I used them for a while just out of college and ended up going back to exclusively using my spreadsheet because I felt the software was too limiting.
I have started using them again in the past two years and I think they have definitely made some improvements.
There are some really great features that mint.com offers, but first and foremost it is FREE to use!
And not free in the sense that you can get limited access to some of the features but then have to pay for a premium account – free through and through.
But maybe you aren’t ready for a software program yet, I will let you decide. Here is how you can use both a spreadsheet and software to track and manage your budget.
Using a Spreadsheet to Manage Your Budget
I have one large spreadsheet that I keep in Google Docs that has multiple tabs tracking different aspects of my finances.
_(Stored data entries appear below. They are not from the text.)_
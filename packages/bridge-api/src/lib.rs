//! NFT Bridge API - Library interface
//!
//! Re-exports internal modules for use in integration tests.

pub mod config;
pub mod metrics;
pub mod server;
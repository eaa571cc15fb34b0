//! NFT-Bridge-RS: L1 → L2 NFT mirroring
//!
//! This crate holds everything the bridge API needs to keep an NFT on L1 and
//! its mirror on L2 consistent:
//!
//! - **ABI** - Runtime contract interface descriptors, argument coercion, calldata encoding
//! - **Chain** - Per-ledger transaction clients with a single submission lane per signer
//! - **Invoker** - Descriptor-validated call dispatch
//! - **Registry** - L1 ↔ L2 contract bindings (in-memory or PostgreSQL)
//! - **Explorer** - Verified ABI and creation bytecode lookup for deploy-and-register
//! - **Orchestrator** - Login/sync, metadata push-back, deploy-and-register, generic calls
//! - **Testing Module** - Scripted ledger and fixtures (feature `testing`)
//!
//! ## Usage
//!
//! ```toml
//! [dependencies]
//! nft-bridge-rs = { path = "../nft-bridge-rs" }
//! ```

pub mod abi;
pub mod chain;
pub mod error;
pub mod explorer;
pub mod invoker;
pub mod orchestrator;
pub mod redact;
pub mod registry;
pub mod types;

// Testing utilities (feature-gated)
#[cfg(any(test, feature = "testing"))]
pub mod testing;

// Re-export commonly used items at the crate root
pub use abi::ContractInterfaceDescriptor;
pub use chain::{ChainClient, EvmChainClient, EvmChainConfig};
pub use error::{BridgeError, BridgeResult};
pub use explorer::{ContractArtifact, ContractSource, ExplorerClient};
pub use invoker::{CallOutput, ContractInvoker};
pub use orchestrator::{BridgeOrchestrator, InvokeOutcome};
pub use registry::{ContractRegistry, InMemoryRegistry, PgContractRegistry};
pub use types::{
    parse_address, parse_token_id, ChainRole, ContractBinding, DeployOutcome, LoginOutcome,
    PushBackResult, ReconcileResult, SyncResult, TokenIdentity,
};
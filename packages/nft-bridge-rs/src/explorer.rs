//! Code-introspection source for L1 contracts
//!
//! Deploy-and-register needs the interface descriptor and creation bytecode
//! of the L1 contract. [`ExplorerClient`] fetches both from an
//! Etherscan-compatible API (`getabi` and `getcontractcreation`).

use std::time::Duration;

use alloy::primitives::{Address, Bytes};
use async_trait::async_trait;
use eyre::{eyre, Result, WrapErr};
use reqwest::Client;
use serde::Deserialize;
use tracing::{debug, info};
use url::Url;

use crate::abi::ContractInterfaceDescriptor;
use crate::error::{BridgeError, BridgeResult};
use crate::redact::Redacted;

/// Interface and creation bytecode of a verified contract
#[derive(Debug, Clone, PartialEq)]
pub struct ContractArtifact {
    pub descriptor: ContractInterfaceDescriptor,
    pub bytecode: Bytes,
}

/// Where deploy-and-register learns what to mirror.
#[async_trait]
pub trait ContractSource: Send + Sync {
    async fn fetch(&self, address: Address) -> BridgeResult<ContractArtifact>;
}

/// Etherscan-style envelope: `status` is "1" on success, and `result` holds
/// either the payload or the error text.
#[derive(Debug, Deserialize)]
struct ExplorerEnvelope<T> {
    status: String,
    message: String,
    result: T,
}

#[derive(Debug, Deserialize)]
#[serde(rename_all = "camelCase")]
struct ContractCreation {
    contract_address: String,
    #[serde(default)]
    creation_bytecode: Option<String>,
}

/// Etherscan v2 compatible client
pub struct ExplorerClient {
    client: Client,
    base_url: Url,
    chain_id: u64,
    api_key: Option<String>,
}

impl std::fmt::Debug for ExplorerClient {
    fn fmt(&self, f: &mut std::fmt::Formatter<'_>) -> std::fmt::Result {
        f.debug_struct("ExplorerClient")
            .field("base_url", &self.base_url.as_str())
            .field("chain_id", &self.chain_id)
            .field("api_key", &self.api_key.as_ref().map(Redacted))
            .finish()
    }
}

impl ExplorerClient {
    /// `chain_id` selects the L1 network on multi-chain explorers.
    pub fn new(base_url: &str, chain_id: u64, api_key: Option<String>) -> Result<Self> {
        let base_url = Url::parse(base_url).wrap_err("Invalid explorer API URL")?;
        let client = Client::builder()
            .timeout(Duration::from_secs(30))
            .build()
            .wrap_err("Failed to create HTTP client")?;

        info!(url = %base_url, chain_id, "Explorer client initialized");

        Ok(Self {
            client,
            base_url,
            chain_id,
            api_key,
        })
    }

    fn request_url(&self, action: &str, params: &[(&str, String)]) -> Url {
        let mut url = self.base_url.clone();
        {
            let mut query = url.query_pairs_mut();
            query
                .append_pair("chainid", &self.chain_id.to_string())
                .append_pair("module", "contract")
                .append_pair("action", action);
            for (key, value) in params {
                query.append_pair(key, value);
            }
            if let Some(key) = &self.api_key {
                query.append_pair("apikey", key);
            }
        }
        url
    }

    async fn get<T: serde::de::DeserializeOwned>(&self, action: &str, params: &[(&str, String)]) -> Result<T> {
        let url = self.request_url(action, params);
        debug!(action, "Explorer request");

        let response = self
            .client
            .get(url)
            .send()
            .await
            .wrap_err_with(|| format!("Explorer {} request failed", action))?;

        if !response.status().is_success() {
            return Err(eyre!("Explorer {} returned HTTP {}", action, response.status()));
        }

        let body: ExplorerEnvelope<serde_json::Value> = response
            .json()
            .await
            .wrap_err_with(|| format!("Failed to parse explorer {} response", action))?;

        if body.status != "1" {
            return Err(eyre!(
                "Explorer {} failed: {} ({})",
                action,
                body.message,
                body.result
            ));
        }

        serde_json::from_value(body.result)
            .wrap_err_with(|| format!("Unexpected explorer {} payload", action))
    }

    /// Verified ABI of `address`.
    pub async fn fetch_abi(&self, address: Address) -> BridgeResult<ContractInterfaceDescriptor> {
        let abi: String = self
            .get("getabi", &[("address", format!("{:#x}", address))])
            .await
            .map_err(|e| BridgeError::Explorer(format!("{:#}", e)))?;
        ContractInterfaceDescriptor::from_json_str(&abi)
    }

    /// Creation bytecode of `address`.
    pub async fn fetch_creation_bytecode(&self, address: Address) -> BridgeResult<Bytes> {
        let creations: Vec<ContractCreation> = self
            .get(
                "getcontractcreation",
                &[("contractaddresses", format!("{:#x}", address))],
            )
            .await
            .map_err(|e| BridgeError::Explorer(format!("{:#}", e)))?;

        let creation = creations
            .into_iter()
            .find(|c| {
                c.contract_address
                    .parse::<Address>()
                    .map(|a| a == address)
                    .unwrap_or(false)
            })
            .ok_or_else(|| BridgeError::Explorer(format!("no creation record for {}", address)))?;

        let code = creation.creation_bytecode.ok_or_else(|| {
            BridgeError::Explorer(format!("explorer omits creation bytecode for {}", address))
        })?;
        decode_bytecode(&code)
    }
}

fn decode_bytecode(code: &str) -> BridgeResult<Bytes> {
    let trimmed = code.trim();
    let raw = hex::decode(trimmed.strip_prefix("0x").unwrap_or(trimmed))
        .map_err(|e| BridgeError::Explorer(format!("creation bytecode is not hex: {}", e)))?;
    if raw.is_empty() {
        return Err(BridgeError::Explorer("creation bytecode is empty".to_string()));
    }
    Ok(Bytes::from(raw))
}

#[async_trait]
impl ContractSource for ExplorerClient {
    async fn fetch(&self, address: Address) -> BridgeResult<ContractArtifact> {
        let descriptor = self.fetch_abi(address).await?;
        let bytecode = self.fetch_creation_bytecode(address).await?;
        info!(
            address = %address,
            functions = descriptor.functions().count(),
            bytecode_len = bytecode.len(),
            "Fetched contract artifact"
        );
        Ok(ContractArtifact {
            descriptor,
            bytecode,
        })
    }
}
//! Contract interface descriptors
//!
//! A [`ContractInterfaceDescriptor`] is the parsed, validated form of a JSON
//! ABI. It is built once (when a binding is registered or loaded) and is then
//! the only thing the invocation layer consults to decide whether a call is
//! well-shaped: there is no compile-time knowledge of the target contract.
//!
//! ## Submodules
//!
//! - `values` - JSON argument coercion and output rendering

pub mod values;

use alloy::dyn_abi::{DynSolType, DynSolValue, FunctionExt, JsonAbiExt, Specifier};
use alloy::json_abi::{Constructor, Function, Param, StateMutability};
use alloy::primitives::Bytes;
use serde::{Deserialize, Serialize};
use serde_json::{Map, Value};

use crate::error::{BridgeError, BridgeResult};

/// Function mutability as declared in the ABI
#[derive(Debug, Clone, Copy, PartialEq, Eq, Serialize, Deserialize)]
#[serde(rename_all = "lowercase")]
pub enum Mutability {
    Pure,
    View,
    NonPayable,
    Payable,
}

impl Mutability {
    /// `view` and `pure` functions are served with `eth_call`.
    pub fn is_read_only(&self) -> bool {
        matches!(self, Mutability::Pure | Mutability::View)
    }

    fn to_alloy(self) -> StateMutability {
        match self {
            Mutability::Pure => StateMutability::Pure,
            Mutability::View => StateMutability::View,
            Mutability::NonPayable => StateMutability::NonPayable,
            Mutability::Payable => StateMutability::Payable,
        }
    }

    /// Reads `stateMutability`, falling back to the pre-0.4.16 `constant` /
    /// `payable` flags.
    fn from_entry(entry: &Map<String, Value>) -> BridgeResult<Self> {
        if let Some(m) = entry.get("stateMutability") {
            return match m.as_str() {
                Some("pure") => Ok(Mutability::Pure),
                Some("view") => Ok(Mutability::View),
                Some("nonpayable") => Ok(Mutability::NonPayable),
                Some("payable") => Ok(Mutability::Payable),
                _ => Err(BridgeError::MalformedInterface(format!(
                    "unknown stateMutability {}",
                    m
                ))),
            };
        }
        if entry.get("constant").and_then(Value::as_bool) == Some(true) {
            Ok(Mutability::View)
        } else if entry.get("payable").and_then(Value::as_bool) == Some(true) {
            Ok(Mutability::Payable)
        } else {
            Ok(Mutability::NonPayable)
        }
    }
}

/// A callable function of the contract
#[derive(Debug, Clone, PartialEq)]
pub struct FunctionFragment {
    pub name: String,
    pub mutability: Mutability,
    inputs: Vec<Param>,
    outputs: Vec<Param>,
    input_types: Vec<DynSolType>,
}

impl FunctionFragment {
    /// Number of declared inputs.
    pub fn arity(&self) -> usize {
        self.inputs.len()
    }

    /// Canonical input type names, e.g. `["address", "uint256"]`.
    pub fn input_types(&self) -> Vec<String> {
        self.input_types
            .iter()
            .map(|t| t.sol_type_name().into_owned())
            .collect()
    }

    /// Canonical signature, e.g. `mint(address,uint256)`.
    pub fn signature(&self) -> String {
        format!("{}({})", self.name, self.input_types().join(","))
    }

    fn to_alloy(&self) -> Function {
        Function {
            name: self.name.clone(),
            inputs: self.inputs.clone(),
            outputs: self.outputs.clone(),
            state_mutability: self.mutability.to_alloy(),
        }
    }

    /// Coerce JSON arguments against the declared inputs. The count must
    /// already match.
    fn coerce_args(&self, args: &[Value]) -> BridgeResult<Vec<DynSolValue>> {
        self.input_types
            .iter()
            .zip(args)
            .enumerate()
            .map(|(index, (ty, arg))| {
                values::coerce_value(ty, arg).map_err(|reason| BridgeError::InvalidArgument {
                    function: self.name.clone(),
                    index,
                    reason,
                })
            })
            .collect()
    }

    /// Selector-prefixed calldata for already-coerced values.
    pub fn encode_input(&self, values: &[DynSolValue]) -> BridgeResult<Bytes> {
        self.to_alloy()
            .abi_encode_input(values)
            .map(Bytes::from)
            .map_err(|e| BridgeError::InvalidArgument {
                function: self.name.clone(),
                index: 0,
                reason: e.to_string(),
            })
    }

    /// Decode the raw return data of an `eth_call` to this function.
    pub fn decode_output(&self, data: &[u8]) -> BridgeResult<Vec<DynSolValue>> {
        self.to_alloy()
            .abi_decode_output(data, true)
            .map_err(|e| {
                BridgeError::RemoteCallReverted(format!(
                    "undecodable return data for {}: {}",
                    self.name, e
                ))
            })
    }
}

/// The constructor, when the ABI declares one
#[derive(Debug, Clone, PartialEq)]
pub struct ConstructorFragment {
    pub payable: bool,
    inputs: Vec<Param>,
    input_types: Vec<DynSolType>,
}

impl ConstructorFragment {
    pub fn arity(&self) -> usize {
        self.inputs.len()
    }

    fn to_alloy(&self) -> Constructor {
        Constructor {
            inputs: self.inputs.clone(),
            state_mutability: if self.payable {
                StateMutability::Payable
            } else {
                StateMutability::NonPayable
            },
        }
    }
}

/// An event; kept for completeness of the descriptor, never dispatched to
#[derive(Debug, Clone, PartialEq)]
pub struct EventFragment {
    pub name: String,
    pub input_types: Vec<String>,
    pub anonymous: bool,
}

/// One validated ABI entry
#[derive(Debug, Clone, PartialEq)]
pub enum Fragment {
    Function(FunctionFragment),
    Constructor(ConstructorFragment),
    Event(EventFragment),
}

/// Parsed callable surface of a contract.
///
/// Serializes back to the raw JSON entry list it was parsed from, so a
/// registry can store it verbatim.
#[derive(Debug, Clone, PartialEq, Serialize, Deserialize)]
#[serde(try_from = "Vec<Value>", into = "Vec<Value>")]
pub struct ContractInterfaceDescriptor {
    fragments: Vec<Fragment>,
    raw: Vec<Value>,
}

impl ContractInterfaceDescriptor {
    /// Parse and validate raw ABI entries.
    pub fn parse(raw_entries: &[Value]) -> BridgeResult<Self> {
        let mut fragments = Vec::with_capacity(raw_entries.len());
        let mut seen_constructor = false;

        for (index, entry) in raw_entries.iter().enumerate() {
            let obj = entry.as_object().ok_or_else(|| {
                BridgeError::MalformedInterface(format!("entry {} is not an object", index))
            })?;
            let kind = obj.get("type").and_then(Value::as_str).ok_or_else(|| {
                BridgeError::MalformedInterface(format!("entry {} has no type", index))
            })?;

            match kind {
                "function" => {
                    let name = required_name(obj, index)?;
                    let (inputs, input_types) = parse_params(obj.get("inputs"), &name)?;
                    let (outputs, _) = parse_params(obj.get("outputs"), &name)?;
                    fragments.push(Fragment::Function(FunctionFragment {
                        mutability: Mutability::from_entry(obj)?,
                        name,
                        inputs,
                        outputs,
                        input_types,
                    }));
                }
                "constructor" => {
                    if seen_constructor {
                        return Err(BridgeError::MalformedInterface(
                            "more than one constructor".to_string(),
                        ));
                    }
                    seen_constructor = true;
                    let (inputs, input_types) = parse_params(obj.get("inputs"), "constructor")?;
                    fragments.push(Fragment::Constructor(ConstructorFragment {
                        payable: Mutability::from_entry(obj)? == Mutability::Payable,
                        inputs,
                        input_types,
                    }));
                }
                "event" => {
                    let name = required_name(obj, index)?;
                    let (_, input_types) = parse_params(obj.get("inputs"), &name)?;
                    fragments.push(Fragment::Event(EventFragment {
                        name,
                        input_types: input_types
                            .iter()
                            .map(|t| t.sol_type_name().into_owned())
                            .collect(),
                        anonymous: obj.get("anonymous").and_then(Value::as_bool) == Some(true),
                    }));
                }
                "error" => {
                    required_name(obj, index)?;
                }
                "fallback" | "receive" => {}
                other => {
                    return Err(BridgeError::MalformedInterface(format!(
                        "entry {} has unknown type {:?}",
                        index, other
                    )))
                }
            }
        }

        Ok(Self {
            fragments,
            raw: raw_entries.to_vec(),
        })
    }

    /// Parse an ABI given as a JSON document (an array of entries).
    pub fn from_json_str(abi: &str) -> BridgeResult<Self> {
        let value: Value = serde_json::from_str(abi)
            .map_err(|e| BridgeError::MalformedInterface(format!("invalid JSON: {}", e)))?;
        match value {
            Value::Array(entries) => Self::parse(&entries),
            _ => Err(BridgeError::MalformedInterface(
                "ABI must be a JSON array".to_string(),
            )),
        }
    }

    /// The raw entries this descriptor was parsed from.
    pub fn raw_entries(&self) -> &[Value] {
        &self.raw
    }

    pub fn fragments(&self) -> &[Fragment] {
        &self.fragments
    }

    pub fn functions(&self) -> impl Iterator<Item = &FunctionFragment> {
        self.fragments.iter().filter_map(|f| match f {
            Fragment::Function(func) => Some(func),
            _ => None,
        })
    }

    pub fn events(&self) -> impl Iterator<Item = &EventFragment> {
        self.fragments.iter().filter_map(|f| match f {
            Fragment::Event(ev) => Some(ev),
            _ => None,
        })
    }

    pub fn constructor(&self) -> Option<&ConstructorFragment> {
        self.fragments.iter().find_map(|f| match f {
            Fragment::Constructor(c) => Some(c),
            _ => None,
        })
    }

    /// First function fragment named `name` (exact, case-sensitive).
    /// Overloads beyond the first are not reachable by name.
    pub fn function(&self, name: &str) -> Option<&FunctionFragment> {
        self.functions().find(|f| f.name == name)
    }

    pub fn supports_function(&self, name: &str) -> bool {
        self.function(name).is_some()
    }

    /// 0 when no constructor is declared.
    pub fn constructor_arity(&self) -> usize {
        self.constructor().map(ConstructorFragment::arity).unwrap_or(0)
    }

    /// Name and argument-count check. Never touches the network.
    pub fn validate_call(&self, name: &str, arg_count: usize) -> BridgeResult<&FunctionFragment> {
        let function = self
            .function(name)
            .ok_or_else(|| BridgeError::FunctionNotFound {
                name: name.to_string(),
            })?;
        if function.arity() != arg_count {
            return Err(BridgeError::ArgumentCountMismatch {
                function: name.to_string(),
                expected: function.arity(),
                actual: arg_count,
            });
        }
        Ok(function)
    }

    /// Validate and coerce the arguments of a call.
    pub fn coerce_call(
        &self,
        name: &str,
        args: &[Value],
    ) -> BridgeResult<(&FunctionFragment, Vec<DynSolValue>)> {
        let function = self.validate_call(name, args.len())?;
        let values = function.coerce_args(args)?;
        Ok((function, values))
    }

    /// Validate, coerce and encode a call into calldata.
    pub fn encode_call(&self, name: &str, args: &[Value]) -> BridgeResult<(&FunctionFragment, Bytes)> {
        let (function, values) = self.coerce_call(name, args)?;
        let data = function.encode_input(&values)?;
        Ok((function, data))
    }

    /// Constructor argument-count check. Never touches the network.
    pub fn validate_deployment(&self, arg_count: usize) -> BridgeResult<()> {
        let expected = self.constructor_arity();
        if expected != arg_count {
            return Err(BridgeError::ConstructorArgumentMismatch {
                expected,
                actual: arg_count,
            });
        }
        Ok(())
    }

    /// Init code for a deployment: the creation bytecode followed by the
    /// ABI-encoded constructor arguments.
    pub fn encode_deployment(&self, bytecode: &[u8], args: &[Value]) -> BridgeResult<Bytes> {
        self.validate_deployment(args.len())?;

        let mut init_code = bytecode.to_vec();
        if let Some(constructor) = self.constructor() {
            let values = constructor
                .input_types
                .iter()
                .zip(args)
                .enumerate()
                .map(|(index, (ty, arg))| {
                    values::coerce_value(ty, arg).map_err(|reason| {
                        BridgeError::InvalidArgument {
                            function: "constructor".to_string(),
                            index,
                            reason,
                        }
                    })
                })
                .collect::<BridgeResult<Vec<_>>>()?;
            let encoded = constructor.to_alloy().abi_encode_input(&values).map_err(|e| {
                BridgeError::InvalidArgument {
                    function: "constructor".to_string(),
                    index: 0,
                    reason: e.to_string(),
                }
            })?;
            init_code.extend_from_slice(&encoded);
        }
        Ok(Bytes::from(init_code))
    }
}
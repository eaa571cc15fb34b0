//! JSON <-> ABI value conversion
//!
//! Arguments arrive as JSON (HTTP bodies, orchestrator-built lists) and are
//! coerced against the declared parameter type. Return values are rendered
//! back to JSON with integers as decimal strings so no precision is lost.

use alloy::dyn_abi::{DynSolType, DynSolValue};
use alloy::primitives::Address;
use serde_json::Value;

/// Coerce one JSON argument into a value of the given ABI type.
pub fn coerce_value(ty: &DynSolType, value: &Value) -> Result<DynSolValue, String> {
    match (ty, value) {
        (DynSolType::Array(inner), Value::Array(items)) => items
            .iter()
            .map(|item| coerce_value(inner, item))
            .collect::<Result<Vec<_>, _>>()
            .map(DynSolValue::Array),
        (DynSolType::FixedArray(inner, len), Value::Array(items)) => {
            if items.len() != *len {
                return Err(format!(
                    "expected {} elements for {}, got {}",
                    len,
                    ty.sol_type_name(),
                    items.len()
                ));
            }
            items
                .iter()
                .map(|item| coerce_value(inner, item))
                .collect::<Result<Vec<_>, _>>()
                .map(DynSolValue::FixedArray)
        }
        (DynSolType::Tuple(types), Value::Array(items)) => {
            if items.len() != types.len() {
                return Err(format!(
                    "expected {} tuple members, got {}",
                    types.len(),
                    items.len()
                ));
            }
            types
                .iter()
                .zip(items)
                .map(|(t, item)| coerce_value(t, item))
                .collect::<Result<Vec<_>, _>>()
                .map(DynSolValue::Tuple)
        }
        (_, Value::String(s)) => coerce_str(ty, s),
        (_, Value::Number(n)) => coerce_str(ty, &n.to_string()),
        (_, Value::Bool(b)) => coerce_str(ty, if *b { "true" } else { "false" }),
        (_, other) => Err(format!(
            "cannot convert {} to {}",
            other,
            ty.sol_type_name()
        )),
    }
}

fn coerce_str(ty: &DynSolType, s: &str) -> Result<DynSolValue, String> {
    ty.coerce_str(s)
        .map_err(|e| format!("cannot convert {:?} to {}: {}", s, ty.sol_type_name(), e))
}

/// Render a decoded ABI value as JSON.
pub fn to_json(value: &DynSolValue) -> Value {
    match value {
        DynSolValue::Bool(b) => Value::Bool(*b),
        DynSolValue::Int(i, _) => Value::String(i.to_string()),
        DynSolValue::Uint(u, _) => Value::String(u.to_string()),
        DynSolValue::FixedBytes(word, size) => {
            Value::String(alloy::hex::encode_prefixed(&word.as_slice()[..*size]))
        }
        DynSolValue::Address(a) => Value::String(a.to_checksum(None)),
        DynSolValue::Function(f) => Value::String(alloy::hex::encode_prefixed(f.as_slice())),
        DynSolValue::Bytes(b) => Value::String(alloy::hex::encode_prefixed(b)),
        DynSolValue::String(s) => Value::String(s.clone()),
        DynSolValue::Array(items) | DynSolValue::FixedArray(items) | DynSolValue::Tuple(items) => {
            Value::Array(items.iter().map(to_json).collect())
        }
        #[allow(unreachable_patterns)]
        other => Value::String(format!("{:?}", other)),
    }
}

/// Render a function's full output list: nothing -> null, one -> the value,
/// several -> an array.
pub fn outputs_to_json(values: &[DynSolValue]) -> Value {
    match values {
        [] => Value::Null,
        [single] => to_json(single),
        many => Value::Array(many.iter().map(to_json).collect()),
    }
}

/// First output as an address (e.g. `ownerOf`).
pub fn first_address(values: &[DynSolValue]) -> Option<Address> {
    match values.first()? {
        DynSolValue::Address(a) => Some(*a),
        _ => None,
    }
}

/// First output as a string (e.g. `tokenURI`).
pub fn first_string(values: &[DynSolValue]) -> Option<String> {
    match values.first()? {
        DynSolValue::String(s) => Some(s.clone()),
        _ => None,
    }
}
Here are the items that I track in different tabs:
- a basic template of our expenses and income
- our “extra” income each month from overtime and side gigs
- detailed budget for each month
- our debt snowball
- our Christmas expenses
- comparison of overall spending from year to year
Hopefully, you have already started a tab with your monthly income and expenses.
If you choose to keep a spreadsheet for your finances, I would go ahead and create a tab at least for the next month (if not every month). Copy your expenses from the current month, and make sure there is a column for you to put in the monetary amount next to each expense.
I divided my budget spreadsheets into four sections:
- income sources
- fixed expenses
- savings and investments
- discretionary expeneses
At the end of each “section”, I have a running total for each section and I have a grand total for all expenses at the end up my spreadsheet.
Finally, make sure you have another section that subtracts your expenses from your income so you know how your budget looks for the month.
Sound complicated? If so, I have a copy of my own spreadsheet available for FREE to download!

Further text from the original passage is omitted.